2.4.2. BF-GCN Graph Learning System for Emotional EEG

2.5. Experiments and Results

2.5.1. Subject-Dependent Experiments

2.5.2. Subject-Independent Experiments

2.5.3. Confusion Matrix on Two Datasets

2.6. Analysis and Discussion

2.6.1. Computational Efficiency Analysis

2.6.2. Ablation Study

2.6.3. Visualization Analysis

2.6.4. Cognitive Graph Pattern Analysis

2.7. Conclusion

3. 知识补充

3.1. Phase Locking Value

3.2. logarithm energy spectrum

4. Reference


1. 心得

(1)从此ref改成bib记录了

(2)我好像知道为什么EEG用相位锁定值而fmri用皮尔逊?我是fmri的不懂EEG,有没有好心人能解答一下啊,ds回答了和没回答怎么没什么两样。

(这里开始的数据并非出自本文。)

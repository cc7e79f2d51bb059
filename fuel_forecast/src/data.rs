//! Consumption data preparation
//!
//! Raw transactional records are bucketed into calendar months and the
//! resulting series is cleaned before any forecaster sees it.

use crate::error::{ForecastError, Result};
use chrono::{Datelike, Months, NaiveDate};
use serde::{Deserialize, Serialize};
use std::collections::BTreeMap;
use std::path::Path;

/// Keep the strictly positive, finite observations in their original order.
///
/// Zero, negative and NaN entries stand for months without usable data.
pub fn clean_series(raw: &[f64]) -> Vec<f64> {
    raw.iter()
        .copied()
        .filter(|value| value.is_finite() && *value > 0.0)
        .collect()
}

/// A single dated consumption entry, e.g. one refuelling
#[derive(Debug, Clone, PartialEq, Serialize, Deserialize)]
pub struct ConsumptionRecord {
    pub date: NaiveDate,
    pub quantity: f64,
}

impl ConsumptionRecord {
    pub fn new(date: NaiveDate, quantity: f64) -> Self {
        Self { date, quantity }
    }
}

#[derive(Debug, Deserialize)]
struct CsvRow {
    date: String,
    quantity: f64,
}

/// Consumption totals per calendar month, in chronological order
#[derive(Debug, Clone, Default, PartialEq, Serialize, Deserialize)]
pub struct MonthlySeries {
    /// First day of each month
    months: Vec<NaiveDate>,
    /// Total quantity consumed in the matching month
    values: Vec<f64>,
}

impl MonthlySeries {
    /// Sum records per month. Months between the first and last record that
    /// have no records are present with a total of zero.
    pub fn from_records<I>(records: I) -> Self
    where
        I: IntoIterator<Item = ConsumptionRecord>,
    {
        let mut buckets: BTreeMap<NaiveDate, f64> = BTreeMap::new();
        for record in records {
            if let Some(month) = month_start(record.date) {
                *buckets.entry(month).or_insert(0.0) += record.quantity;
            }
        }

        let (first, last) = match (buckets.keys().next(), buckets.keys().next_back()) {
            (Some(&first), Some(&last)) => (first, last),
            _ => return Self::default(),
        };

        let mut months = Vec::new();
        let mut values = Vec::new();
        let mut current = first;
        while current <= last {
            months.push(current);
            values.push(buckets.get(&current).copied().unwrap_or(0.0));
            match current.checked_add_months(Months::new(1)) {
                Some(next) => current = next,
                None => break,
            }
        }

        Self { months, values }
    }

    /// Load `date,quantity` rows (dates as `YYYY-MM-DD`) from a CSV file
    pub fn from_csv<P: AsRef<Path>>(path: P) -> Result<Self> {
        let mut reader = csv::Reader::from_path(path)?;
        let mut records = Vec::new();

        for row in reader.deserialize() {
            let row: CsvRow = row?;
            let date = NaiveDate::parse_from_str(row.date.trim(), "%Y-%m-%d")?;
            records.push(ConsumptionRecord::new(date, row.quantity));
        }

        if records.is_empty() {
            return Err(ForecastError::DataError(
                "CSV file contains no consumption rows".to_string(),
            ));
        }

        Ok(Self::from_records(records))
    }

    /// First day of every month covered by the series
    pub fn months(&self) -> &[NaiveDate] {
        &self.months
    }

    /// Monthly totals, including zero months
    pub fn values(&self) -> &[f64] {
        &self.values
    }

    /// Monthly totals with empty months removed
    pub fn cleaned(&self) -> Vec<f64> {
        clean_series(&self.values)
    }

    pub fn len(&self) -> usize {
        self.values.len()
    }

    pub fn is_empty(&self) -> bool {
        self.values.is_empty()
    }

    /// `YYYY-MM` labels of the months covered by the series
    pub fn month_labels(&self) -> Vec<String> {
        self.months
            .iter()
            .map(|m| m.format("%Y-%m").to_string())
            .collect()
    }

    /// The `horizon` months following the last month of the series
    pub fn next_months(&self, horizon: usize) -> Vec<NaiveDate> {
        let Some(&last) = self.months.last() else {
            return Vec::new();
        };

        (1..=horizon as u32)
            .filter_map(|offset| last.checked_add_months(Months::new(offset)))
            .collect()
    }
}

fn month_start(date: NaiveDate) -> Option<NaiveDate> {
    NaiveDate::from_ymd_opt(date.year(), date.month(), 1)
}

#[cfg(test)]
mod tests {
    use super::*;
    use pretty_assertions::assert_eq;

    fn ymd(y: i32, m: u32, d: u32) -> NaiveDate {
        NaiveDate::from_ymd_opt(y, m, d).unwrap()
    }

    #[test]
    fn test_clean_series_drops_non_positive() {
        let cleaned = clean_series(&[10.0, 0.0, -5.0, f64::NAN, 20.0, f64::INFINITY, 30.0]);
        assert_eq!(cleaned, vec![10.0, 20.0, 30.0]);
        assert!(clean_series(&[0.0, 0.0]).is_empty());
        assert!(clean_series(&[]).is_empty());
    }

    #[test]
    fn test_monthly_aggregation_fills_gaps() {
        let series = MonthlySeries::from_records(vec![
            ConsumptionRecord::new(ymd(2024, 1, 3), 40.0),
            ConsumptionRecord::new(ymd(2024, 1, 28), 60.0),
            ConsumptionRecord::new(ymd(2024, 3, 15), 80.0),
        ]);

        assert_eq!(series.months(), &[ymd(2024, 1, 1), ymd(2024, 2, 1), ymd(2024, 3, 1)]);
        assert_eq!(series.values(), &[100.0, 0.0, 80.0]);
        assert_eq!(series.cleaned(), vec![100.0, 80.0]);
        assert_eq!(series.month_labels(), vec!["2024-01", "2024-02", "2024-03"]);
    }

    #[test]
    fn test_records_out_of_order_are_sorted() {
        let series = MonthlySeries::from_records(vec![
            ConsumptionRecord::new(ymd(2023, 12, 1), 5.0),
            ConsumptionRecord::new(ymd(2023, 11, 30), 7.0),
        ]);
        assert_eq!(series.values(), &[7.0, 5.0]);
    }

    #[test]
    fn test_next_months_cross_year_boundary() {
        let series = MonthlySeries::from_records(vec![ConsumptionRecord::new(
            ymd(2024, 11, 20),
            1.0,
        )]);
        assert_eq!(
            series.next_months(3),
            vec![ymd(2024, 12, 1), ymd(2025, 1, 1), ymd(2025, 2, 1)]
        );
    }

    #[test]
    fn test_empty_records() {
        let series = MonthlySeries::from_records(Vec::new());
        assert!(series.is_empty());
        assert!(series.next_months(2).is_empty());
    }
}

纯因为高低频不一样吗?:

(3)怎么比fMRI多出了那么多数学

2. 论文逐段精读

2.1. Abstract

        ①High temporal resolution makes EEG as a excellent tool for emotion recognition

        ②For achieving effective EEG decoding and emotion recognition, they proposed Graph Convolutional Network framework with Brain network initial inspiration and Fused attention mechanism (BF-GCN)

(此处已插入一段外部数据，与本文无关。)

//! # Fuel Forecast
//!
//! Monthly fuel consumption forecasting for fleet dashboards.
//!
//! ## Features
//!
//! - Cleaning of raw monthly series (non-positive readings are dropped)
//! - Monthly aggregation of dated consumption records, including CSV input
//! - Forecasting models: moving average, exponential smoothing (single and
//!   Holt), linear regression, AR(1)+MA(1), pattern weighting and seasonal
//!   decomposition
//! - An ensemble combining four models with agreement scoring
//! - Holdout accuracy, trend and seasonality labels, advisory flags
//!
//! Models that lack history never fail: they return the last observation
//! repeated at 50% confidence and flag the result.
//!
//! ## Quick Start
//!
//! ```rust
//! use fuel_forecast::{ForecastEngine, Method};
//!
//! let engine = ForecastEngine::default();
//! let history = [1200.0, 1250.0, 1190.0, 1300.0, 1280.0, 1350.0];
//!
//! let result = engine.forecast(&history, 3, Method::Linear)?;
//! assert_eq!(result.values.len(), 3);
//! assert_eq!(result.confidence.len(), 3);
//! # Ok::<(), fuel_forecast::ForecastError>(())
//! ```

pub mod config;
pub mod data;
pub mod engine;
pub mod ensemble;
pub mod error;
pub mod metrics;
pub mod models;
pub mod recommendations;
pub mod utils;

// Re-export commonly used types
pub use crate::config::{EngineConfig, EnsembleWeighting, ExponentialVariant, Perturbation};
pub use crate::data::{clean_series, ConsumptionRecord, MonthlySeries};
pub use crate::engine::{forecast, ForecastEngine, ForecastMetadata, ForecastRequest, ForecastResult, Method};
pub use crate::error::{ForecastError, Result};
pub use crate::metrics::{AccuracyReport, Reliability};
pub use crate::models::{ForecastModel, ModelForecast, TrainedForecastModel};
pub use crate::recommendations::Recommendation;

// Version information
pub const VERSION: &str = env!("CARGO_PKG_VERSION");
pub const NAME: &str = env!("CARGO_PKG_NAME");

        ③Datasets: SEED and SEED-IV

2.2. Introduction

        ①Non physiological signals such as posture, movement, and expression may conceal true emotions

2.3. Related Work

2.3.1. EEG-Based Emotion Recognition System

        ①2 widely used emotional models for affective computing: the discrete emotion model and the dimensional emotion model

        ②Introduced how other reseachers extract EEG features

2.3.2. Emotion Recognition With Deep Learning

        ①Lists some DL applied in emotion recognition

2.3.3. Transfer Learning of Emotion Recognition

        ②Domain generalization helps cross subject experiment

2.4. Methodology

        ①Overall framework:

2.4.1. Basic Theory of Spectral Graph Filtering

        ①A basic graph: G=\{V,E,A\}

        ②Laplacian matrix: L=D-A where D denotes degree matrix and A denotes adjacency matrix

        ③Spectral graph filtering transform given spatial signal x to \widetilde{x}=U^Tx, where U^T is graph filter obtained by L=U\Lambda U^TU=[u_0,u_1,\ldots,u_{N-1}] is orthonormal Fourier basis of graph G\Lambda=\operatorname{diag}([\lambda_0,\lambda_1,\ldots,\lambda_{N-1}])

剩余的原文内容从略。